■ BRIEF ■
Look at the entries below and restate word for word the lines from the first through the one that has "let enigo = Enigo::new(&Settings::default())".

%%

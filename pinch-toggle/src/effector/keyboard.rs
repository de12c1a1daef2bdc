//! Native key injection through `enigo`.
//!
//! Clicks (press + release) the configured key on the focused window,
//! using the platform's input API (XTest/libei on Linux, CGEvent on macOS,
//! SendInput on Windows).

use enigo::{Direction, Enigo, Key, Keyboard, Settings};
use tracing::{info, warn};

use super::{ActionEffector, KeySpec};

pub struct KeyboardEffector {
    enigo: Enigo,
    key: KeySpec,
    failures: u64,
}

impl KeyboardEffector {
    pub fn new(key: KeySpec) -> anyhow::Result<Self> {
        let enigo = Enigo::new(&Settings::default())
            .map_err(|e| anyhow::anyhow!("keyboard injection unavailable: {:?}", e))?;
        info!("Native keyboard effector ready ({})", key.keysym_name());
        Ok(Self {
            enigo,
            key,
            failures: 0,
        })
    }
}

fn to_enigo(key: KeySpec) -> Key {
    match key {
        KeySpec::Space => Key::Space,
        KeySpec::Enter => Key::Return,
        KeySpec::Tab => Key::Tab,
        KeySpec::Escape => Key::Escape,
        KeySpec::Backspace => Key::Backspace,
        KeySpec::Char(c) => Key::Unicode(c),
    }
}

impl ActionEffector for KeyboardEffector {
    fn name(&self) -> &'static str {
        "keyboard"
    }

    fn fire(&mut self) {
        if let Err(e) = self.enigo.key(to_enigo(self.key), Direction::Click) {
            self.failures += 1;
            warn!("Key click failed: {:?}", e);
        }
    }

    fn failures(&self) -> u64 {
        self.failures
    }
}
//! Hand landmark topology and per-frame hand samples.
//!
//! Models the 21-point hand topology emitted by palm/landmark detectors.
//! Only the thumb, index and middle fingertips feed the gesture core.

use serde::{Deserialize, Deserializer};
use tracing::{debug, trace};

// ── Landmark definitions ───────────────────────────────────

/// The 21 hand landmarks, in detector output order.
#[derive(Debug, Clone, Copy, PartialEq, Eq, Hash)]
pub enum HandLandmark {
    Wrist,
    ThumbCmc,
    ThumbMcp,
    ThumbIp,
    ThumbTip,
    IndexMcp,
    IndexPip,
    IndexDip,
    IndexTip,
    MiddleMcp,
    MiddlePip,
    MiddleDip,
    MiddleTip,
    RingMcp,
    RingPip,
    RingDip,
    RingTip,
    LittleMcp,
    LittlePip,
    LittleDip,
    LittleTip,
}

/// Total number of landmarks per hand.
pub const LANDMARK_COUNT: usize = 21;

impl HandLandmark {
    /// Convert landmark enum to detector index (0-20).
    pub fn index(&self) -> usize {
        *self as usize
    }

    pub fn as_str(&self) -> &'static str {
        match self {
            Self::Wrist => "wrist",
            Self::ThumbCmc => "thumb-cmc",
            Self::ThumbMcp => "thumb-mcp",
            Self::ThumbIp => "thumb-ip",
            Self::ThumbTip => "thumb-tip",
            Self::IndexMcp => "index-mcp",
            Self::IndexPip => "index-pip",
            Self::IndexDip => "index-dip",
            Self::IndexTip => "index-tip",
            Self::MiddleMcp => "middle-mcp",
            Self::MiddlePip => "middle-pip",
            Self::MiddleDip => "middle-dip",
            Self::MiddleTip => "middle-tip",
            Self::RingMcp => "ring-mcp",
            Self::RingPip => "ring-pip",
            Self::RingDip => "ring-dip",
            Self::RingTip => "ring-tip",
            Self::LittleMcp => "little-mcp",
            Self::LittlePip => "little-pip",
            Self::LittleDip => "little-dip",
            Self::LittleTip => "little-tip",
        }
    }
}

// ── Handedness ─────────────────────────────────────────────

/// Which hand the detector believes it saw.
#[derive(Debug, Clone, Copy, PartialEq, Eq, Hash, Default)]
pub enum Handedness {
    Left,
    Right,
    #[default]
    Unknown,
}

impl Handedness {
    /// Parse the detector's label ("Left", "right", ...).
    pub fn parse(s: &str) -> Self {
        match s.to_ascii_lowercase().as_str() {
            "left" => Self::Left,
            "right" => Self::Right,
            _ => Self::Unknown,
        }
    }

    pub fn as_str(&self) -> &'static str {
        match self {
            Self::Left => "left",
            Self::Right => "right",
            Self::Unknown => "unknown",
        }
    }
}

impl<'de> Deserialize<'de> for Handedness {
    fn deserialize<D: Deserializer<'de>>(deserializer: D) -> Result<Self, D::Error> {
        let label = Option::<String>::deserialize(deserializer)?;
        Ok(label.as_deref().map_or(Self::Unknown, Self::parse))
    }
}

// ── Detector output ────────────────────────────────────────

/// One landmark in normalized image space, as the detector reports it.
#[derive(Debug, Clone, Copy, PartialEq, Default, Deserialize)]
pub struct NormalizedLandmark {
    /// 0.0 = left edge, 1.0 = right edge.
    pub x: f64,
    /// 0.0 = top edge, 1.0 = bottom edge.
    pub y: f64,
}

/// One hand exactly as delivered by the landmark source.
///
/// Nothing guarantees `landmarks` is complete: a point the detector left
/// out or garbled is `None`, and the list may stop short of 21 entries.
/// See [`HandSample::from_detected`].
#[derive(Debug, Clone, PartialEq, Default, Deserialize)]
pub struct DetectedHand {
    #[serde(default)]
    pub handedness: Handedness,
    /// Detector confidence (0.0-1.0).
    #[serde(default, deserialize_with = "null_as_default")]
    pub score: f64,
    #[serde(default, deserialize_with = "lenient_landmarks")]
    pub landmarks: Vec<Option<NormalizedLandmark>>,
}

impl DetectedHand {
    pub fn landmark(&self, landmark: HandLandmark) -> Option<&NormalizedLandmark> {
        self.landmarks.get(landmark.index())?.as_ref()
    }

    /// First of the three fingertips the gesture core needs that is absent.
    pub fn missing_tip(&self) -> Option<HandLandmark> {
        [
            HandLandmark::ThumbTip,
            HandLandmark::IndexTip,
            HandLandmark::MiddleTip,
        ]
        .into_iter()
        .find(|&tip| self.landmark(tip).is_none())
    }

    /// Decode one entry of a frame's `hands` array.
    ///
    /// An entry that is not a hand at all (wrong type, bad field) becomes an
    /// empty hand, which the gesture core then skips as malformed.
    pub fn from_value(value: serde_json::Value) -> Self {
        serde_json::from_value(value).unwrap_or_else(|e| {
            debug!("Undecodable hand treated as empty: {}", e);
            Self::default()
        })
    }
}

fn null_as_default<'de, D, T>(deserializer: D) -> Result<T, D::Error>
where
    D: Deserializer<'de>,
    T: Default + Deserialize<'de>,
{
    Ok(Option::<T>::deserialize(deserializer)?.unwrap_or_default())
}

/// A landmark that fails to decode leaves a gap instead of failing the hand.
fn lenient_landmarks<'de, D>(deserializer: D) -> Result<Vec<Option<NormalizedLandmark>>, D::Error>
where
    D: Deserializer<'de>,
{
    let raw = Option::<Vec<serde_json::Value>>::deserialize(deserializer)?.unwrap_or_default();
    Ok(raw
        .into_iter()
        .map(|value| serde_json::from_value(value).ok())
        .collect())
}

/// Pick the hand the gesture core tracks: the first in detection order.
pub fn select_hand(hands: &[DetectedHand]) -> Option<&DetectedHand> {
    let hand = hands.first()?;
    if hands.len() > 1 {
        debug!("{} hands detected, tracking the first", hands.len());
    }
    trace!(
        "Tracking {} hand (score {:.2}, {}/{} landmarks)",
        hand.handedness.as_str(),
        hand.score,
        hand.landmarks.iter().flatten().count(),
        LANDMARK_COUNT,
    );
    Some(hand)
}

// ── Pixel-space sample ─────────────────────────────────────

/// A point in pixel space.
#[derive(Debug, Clone, Copy, PartialEq, Default)]
pub struct Point2D {
    pub x: f64,
    pub y: f64,
}

impl Point2D {
    pub fn new(x: f64, y: f64) -> Self {
        Self { x, y }
    }
}

/// The three fingertips the gesture core consumes, in pixels.
#[derive(Debug, Clone, Copy, PartialEq)]
pub struct HandSample {
    pub thumb_tip: Point2D,
    pub index_tip: Point2D,
    pub middle_tip: Point2D,
}

impl HandSample {
    /// Project a detected hand onto a `width` x `height` frame.
    ///
    /// Coordinates are truncated to whole pixels. Returns `None` when any
    /// of the three tips is missing from the detector output. Gaps in the
    /// other 18 points do not matter.
    pub fn from_detected(hand: &DetectedHand, width: u32, height: u32) -> Option<Self> {
        let project = |landmark: HandLandmark| {
            hand.landmark(landmark)
                .map(|lm| to_pixel(lm, width, height))
        };

        let sample = Self {
            thumb_tip: project(HandLandmark::ThumbTip)?,
            index_tip: project(HandLandmark::IndexTip)?,
            middle_tip: project(HandLandmark::MiddleTip)?,
        };
        Some(sample)
    }
}

/// Scale a normalized landmark to a whole-pixel position.
fn to_pixel(lm: &NormalizedLandmark, width: u32, height: u32) -> Point2D {
    Point2D::new(
        (lm.x * f64::from(width)).trunc(),
        (lm.y * f64::from(height)).trunc(),
    )
}

// ── Test helpers ───────────────────────────────────────────

/// Build a complete 21-point hand with every landmark at (x, y).
#[cfg(test)]
pub(crate) fn test_hand(x: f64, y: f64) -> DetectedHand {
    DetectedHand {
        handedness: Handedness::Right,
        score: 0.95,
        landmarks: vec![Some(NormalizedLandmark { x, y }); LANDMARK_COUNT],
    }
}

#[cfg(test)]
pub(crate) fn set_landmark(hand: &mut DetectedHand, landmark: HandLandmark, x: f64, y: f64) {
    hand.landmarks[landmark.index()] = Some(NormalizedLandmark { x, y });
}

// ── Tests ──────────────────────────────────────────────────

#[cfg(test)]
mod tests {
    use super::*;

    #[test]
    fn test_landmark_indices() {
        assert_eq!(HandLandmark::Wrist.index(), 0);
        assert_eq!(HandLandmark::ThumbTip.index(), 4);
        assert_eq!(HandLandmark::IndexTip.index(), 8);
        assert_eq!(HandLandmark::MiddleTip.index(), 12);
        assert_eq!(HandLandmark::LittleTip.index(), 20);
        assert_eq!(LANDMARK_COUNT, 21);
    }

    #[test]
    fn test_landmark_as_str() {
        assert_eq!(HandLandmark::ThumbTip.as_str(), "thumb-tip");
        assert_eq!(HandLandmark::MiddleTip.as_str(), "middle-tip");
    }

    #[test]
    fn test_handedness_parse() {
        assert_eq!(Handedness::parse("Left"), Handedness::Left);
        assert_eq!(Handedness::parse("RIGHT"), Handedness::Right);
        assert_eq!(Handedness::parse("ambidextrous"), Handedness::Unknown);
    }

    #[test]
    fn test_project_truncates_to_pixels() {
        let mut hand = test_hand(0.0, 0.0);
        set_landmark(&mut hand, HandLandmark::ThumbTip, 0.5, 0.25);
        set_landmark(&mut hand, HandLandmark::IndexTip, 0.1234, 0.9999);
        set_landmark(&mut hand, HandLandmark::MiddleTip, 1.0, 1.0);

        let sample = HandSample::from_detected(&hand, 640, 480).unwrap();
        assert_eq!(sample.thumb_tip, Point2D::new(320.0, 120.0));
        // 0.1234 * 640 = 78.976, 0.9999 * 480 = 479.952
        assert_eq!(sample.index_tip, Point2D::new(78.0, 479.0));
        assert_eq!(sample.middle_tip, Point2D::new(640.0, 480.0));
    }

    #[test]
    fn test_project_truncates_toward_zero_off_frame() {
        let mut hand = test_hand(0.0, 0.0);
        set_landmark(&mut hand, HandLandmark::ThumbTip, -0.0015, 0.5);
        let sample = HandSample::from_detected(&hand, 1000, 100).unwrap();
        // -1.5 truncates to -1, not -2
        assert_eq!(sample.thumb_tip.x, -1.0);
    }

    #[test]
    fn test_malformed_hand_yields_none() {
        let mut hand = test_hand(0.5, 0.5);
        hand.landmarks.truncate(HandLandmark::MiddleTip.index());
        assert!(HandSample::from_detected(&hand, 640, 480).is_none());

        let empty = DetectedHand::default();
        assert!(HandSample::from_detected(&empty, 640, 480).is_none());
    }

    #[test]
    fn test_partial_hand_with_tips_is_usable() {
        // Only 13 points: enough to reach the middle tip.
        let mut hand = test_hand(0.5, 0.5);
        hand.landmarks.truncate(HandLandmark::MiddleTip.index() + 1);
        assert!(HandSample::from_detected(&hand, 640, 480).is_some());
    }

    #[test]
    fn test_select_first_hand() {
        let first = test_hand(0.1, 0.1);
        let second = test_hand(0.9, 0.9);
        let hands = vec![first.clone(), second];
        assert_eq!(select_hand(&hands), Some(&first));
        assert!(select_hand(&[]).is_none());
    }

    #[test]
    fn test_deserialize_hand() {
        let json = r#"{"handedness":"Left","score":0.91,"landmarks":[{"x":0.1,"y":0.2,"z":-0.01},{"x":0.3,"y":0.4}]}"#;
        let hand: DetectedHand = serde_json::from_str(json).unwrap();
        assert_eq!(hand.handedness, Handedness::Left);
        assert!((hand.score - 0.91).abs() < f64::EPSILON);
        assert_eq!(hand.landmarks.len(), 2);
        assert_eq!(hand.landmarks[0], Some(NormalizedLandmark { x: 0.1, y: 0.2 }));
    }

    #[test]
    fn test_deserialize_tolerates_nulls_and_bad_points() {
        let json = r#"{"handedness":null,"score":null,"landmarks":[{"x":0.1},null,"junk",{"x":0.3,"y":0.4}]}"#;
        let hand: DetectedHand = serde_json::from_str(json).unwrap();
        assert_eq!(hand.handedness, Handedness::Unknown);
        assert_eq!(hand.score, 0.0);
        assert_eq!(
            hand.landmarks,
            vec![None, None, None, Some(NormalizedLandmark { x: 0.3, y: 0.4 })]
        );

        let hand: DetectedHand = serde_json::from_str(r#"{"landmarks":null}"#).unwrap();
        assert!(hand.landmarks.is_empty());
        assert_eq!(hand.missing_tip(), Some(HandLandmark::ThumbTip));
    }

    #[test]
    fn test_from_value_falls_back_to_empty_hand() {
        let hand = DetectedHand::from_value(serde_json::json!(42));
        assert_eq!(hand, DetectedHand::default());
        let hand = DetectedHand::from_value(serde_json::json!({"score": "high"}));
        assert!(hand.landmarks.is_empty());
    }

    #[test]
    fn test_gap_outside_tips_keeps_hand_usable() {
        let mut hand = test_hand(0.5, 0.5);
        hand.landmarks[HandLandmark::LittleMcp.index()] = None;
        assert_eq!(hand.missing_tip(), None);
        assert!(HandSample::from_detected(&hand, 640, 480).is_some());

        hand.landmarks[HandLandmark::IndexTip.index()] = None;
        assert_eq!(hand.missing_tip(), Some(HandLandmark::IndexTip));
        assert!(HandSample::from_detected(&hand, 640, 480).is_none());
    }
}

%%

■ RESULT ■
filename pinch-toggle/src/effector/keyboard.rs
repository de12c1a1daef2bdc
//! Native key injection through `enigo`.
//!
//! Clicks (press + release) the configured key on the focused window,
//! using the platform's input API (XTest/libei on Linux, CGEvent on macOS,
//! SendInput on Windows).

use enigo::{Direction, Enigo, Key, Keyboard, Settings};
use tracing::{info, warn};

use super::{ActionEffector, KeySpec};

pub struct KeyboardEffector {
    enigo: Enigo,
    key: KeySpec,
    failures: u64,
}

impl KeyboardEffector {
    pub fn new(key: KeySpec) -> anyhow::Result<Self> {
        let enigo = Enigo::new(&Settings::default())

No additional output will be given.